What Daniels has done is work out and carefully explain a straight-forward way in which anyone can apply behaviorism. His advice seems entirely consistent with Skinner, including the avoidance of punishment. Key basics of behaviorism are made simple by Daniels, who has the clearest explanation of the key behaviorist term "contingency" that I've found.
If he didn't so carefully explain how he arrives at this advice, it might seem simplistic. Just compliment? But significantly more than that, for he identifies a number of rules that must hold to effectively positive reinforce others. And because it doesn't require too many rules, it seems quite manageable. I haven't tried it much yet, but I mean to start doing so soon. I hope to succeed because I'll have the scientific power of behaviorism, the laws of nature and the apparent wisdom of Daniels supporting me and keeping it simple.
Other People's Habits provides some of the clearest examples describing how the principles of behavior analysis can be used to achieve these goals for the benefit of everyone. Daniels does a wonderful job differentiating between recognition, reward, and reinforcement, and how each process is likely to affect the actions of another. His Do's and Don'ts for implementing positive reinforcement successfully are extremely clear and helpful (along with having a great deal of empirical support in the research literature, unlike the majority of procedures described in many pop psychology books). Daniels also describes in detail how most individuals who claim to be using behavior analytic principles are, in fact, often misusing these principles with disastrous results. Rather than turning people into disgruntled non-productive individuals, as author Alfie Kohn likes to suggest in his book Punished By Rewards, positive reinforcement is a very effective process to help each person achieve a productive and meaningful life, when used properly.
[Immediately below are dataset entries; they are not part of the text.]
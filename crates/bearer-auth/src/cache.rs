//! Bounded, TTL-aware memo of accepted validation outcomes.
//!
//! Keyed by the exact raw token string and backed by an [`LruCache`] behind
//! a mutex, since a hit has to update recency.
//!
//! Entries are never served past their own `expires_at`; a stale entry
//! found on lookup is removed and reported as stale.

use crate::outcome::ValidationOutcome;
use lru::LruCache;
use std::num::NonZeroUsize;
use std::sync::atomic::{AtomicU64, Ordering};
use std::sync::{Arc, Mutex, MutexGuard, PoisonError};

/// Default number of cached outcomes.
pub const DEFAULT_TOKEN_CACHE_SIZE: usize = 1000;

/// A cached outcome with its lifetime.
#[derive(Debug, Clone, PartialEq, Eq)]
pub struct CacheEntry {
    pub outcome: Arc<ValidationOutcome>,
    /// Unix epoch seconds at insertion.
    pub inserted_at: i64,
    /// Last instant (inclusive, Unix epoch seconds) the entry may be served.
    pub expires_at: i64,
}

/// Result of a cache lookup.
#[derive(Debug, Clone, PartialEq, Eq)]
pub enum CacheLookup {
    Hit(CacheEntry),
    Miss,
    /// Entry existed but had expired; it has been removed.
    Stale,
    /// Caching is disabled (capacity 0).
    Disabled,
}

impl CacheLookup {
    /// Label used for metrics.
    #[must_use]
    pub fn as_str(&self) -> &'static str {
        match self {
            CacheLookup::Hit(_) => "hit",
            CacheLookup::Miss => "miss",
            CacheLookup::Stale => "stale",
            CacheLookup::Disabled => "disabled",
        }
    }
}

/// Point-in-time cache counters.
#[derive(Debug, Clone, Copy, Default, PartialEq, Eq)]
pub struct CacheStats {
    pub hits: u64,
    pub misses: u64,
    pub stale_evictions: u64,
    pub capacity_evictions: u64,
}

#[derive(Debug, Default)]
struct Counters {
    hits: AtomicU64,
    misses: AtomicU64,
    stale_evictions: AtomicU64,
    capacity_evictions: AtomicU64,
}

/// Concurrent validation cache.
#[derive(Debug)]
pub struct ValidationCache {
    capacity: usize,
    /// `None` when caching is disabled.
    entries: Option<Mutex<LruCache<String, CacheEntry>>>,
    counters: Counters,
}

impl ValidationCache {
    /// Create a cache holding at most `capacity` entries; 0 disables it.
    #[must_use]
    pub fn new(capacity: usize) -> Self {
        Self {
            capacity,
            entries: NonZeroUsize::new(capacity).map(|bound| Mutex::new(LruCache::new(bound))),
            counters: Counters::default(),
        }
    }

    #[must_use]
    pub fn capacity(&self) -> usize {
        self.capacity
    }

    #[must_use]
    pub fn is_enabled(&self) -> bool {
        self.entries.is_some()
    }

    // Every LruCache operation leaves it consistent, so poisoning is ignored.
    fn lock(&self) -> Option<MutexGuard<'_, LruCache<String, CacheEntry>>> {
        self.entries
            .as_ref()
            .map(|entries| entries.lock().unwrap_or_else(PoisonError::into_inner))
    }

    /// Look up `raw_token` at time `now`, refreshing its recency on a hit.
    pub fn lookup(&self, raw_token: &str, now: i64) -> CacheLookup {
        let Some(mut entries) = self.lock() else {
            return CacheLookup::Disabled;
        };

        let Some(entry) = entries.get(raw_token) else {
            self.counters.misses.fetch_add(1, Ordering::Relaxed);
            return CacheLookup::Miss;
        };

        if now > entry.expires_at {
            let expires_at = entry.expires_at;
            entries.pop(raw_token);
            self.counters.stale_evictions.fetch_add(1, Ordering::Relaxed);
            tracing::debug!(target: "bearer.auth.cache", expires_at, now, "Removed stale cache entry");
            return CacheLookup::Stale;
        }

        self.counters.hits.fetch_add(1, Ordering::Relaxed);
        CacheLookup::Hit(entry.clone())
    }

    /// Store an accepted outcome until `expires_at`.
    ///
    /// Rejected outcomes and entries that are already expired are not
    /// stored. Returns whether the entry was stored.
    pub fn store(
        &self,
        raw_token: &str,
        outcome: Arc<ValidationOutcome>,
        now: i64,
        expires_at: i64,
    ) -> bool {
        if !outcome.accepted || expires_at < now {
            return false;
        }
        let Some(mut entries) = self.lock() else {
            return false;
        };

        let entry = CacheEntry {
            outcome,
            inserted_at: now,
            expires_at,
        };
        // `push` hands back the previous value for a re-stored key, or the
        // least recently used entry when it had to make room.
        if let Some((displaced, _)) = entries.push(raw_token.to_string(), entry) {
            if displaced != raw_token {
                self.counters.capacity_evictions.fetch_add(1, Ordering::Relaxed);
                tracing::debug!(target: "bearer.auth.cache", capacity = self.capacity, "Evicted least recently used entry");
            }
        }
        true
    }

    /// Whether `raw_token` is currently present (stale or not), without
    /// touching recency.
    #[must_use]
    pub fn contains(&self, raw_token: &str) -> bool {
        self.lock().is_some_and(|entries| entries.contains(raw_token))
    }

    #[must_use]
    pub fn len(&self) -> usize {
        self.lock().map_or(0, |entries| entries.len())
    }

    #[must_use]
    pub fn is_empty(&self) -> bool {
        self.len() == 0
    }

    /// Drop every entry. Counters are kept.
    pub fn clear(&self) {
        if let Some(mut entries) = self.lock() {
            entries.clear();
        }
    }

    #[must_use]
    pub fn stats(&self) -> CacheStats {
        CacheStats {
            hits: self.counters.hits.load(Ordering::Relaxed),
            misses: self.counters.misses.load(Ordering::Relaxed),
            stale_evictions: self.counters.stale_evictions.load(Ordering::Relaxed),
            capacity_evictions: self.counters.capacity_evictions.load(Ordering::Relaxed),
        }
    }
}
Readers who are parents may also wish to look at another book, The Power of Positive Parenting by Latham, for the successful application of behavior analytic principles with children. Scholars who are interested in the intrinsic vs. extrinsic motivation debate and how it has played out in the research literature may also wish to pick up a copy of Rewards and Intrinsic Motivation: Resolving the Controversy by Cameron and Pierce.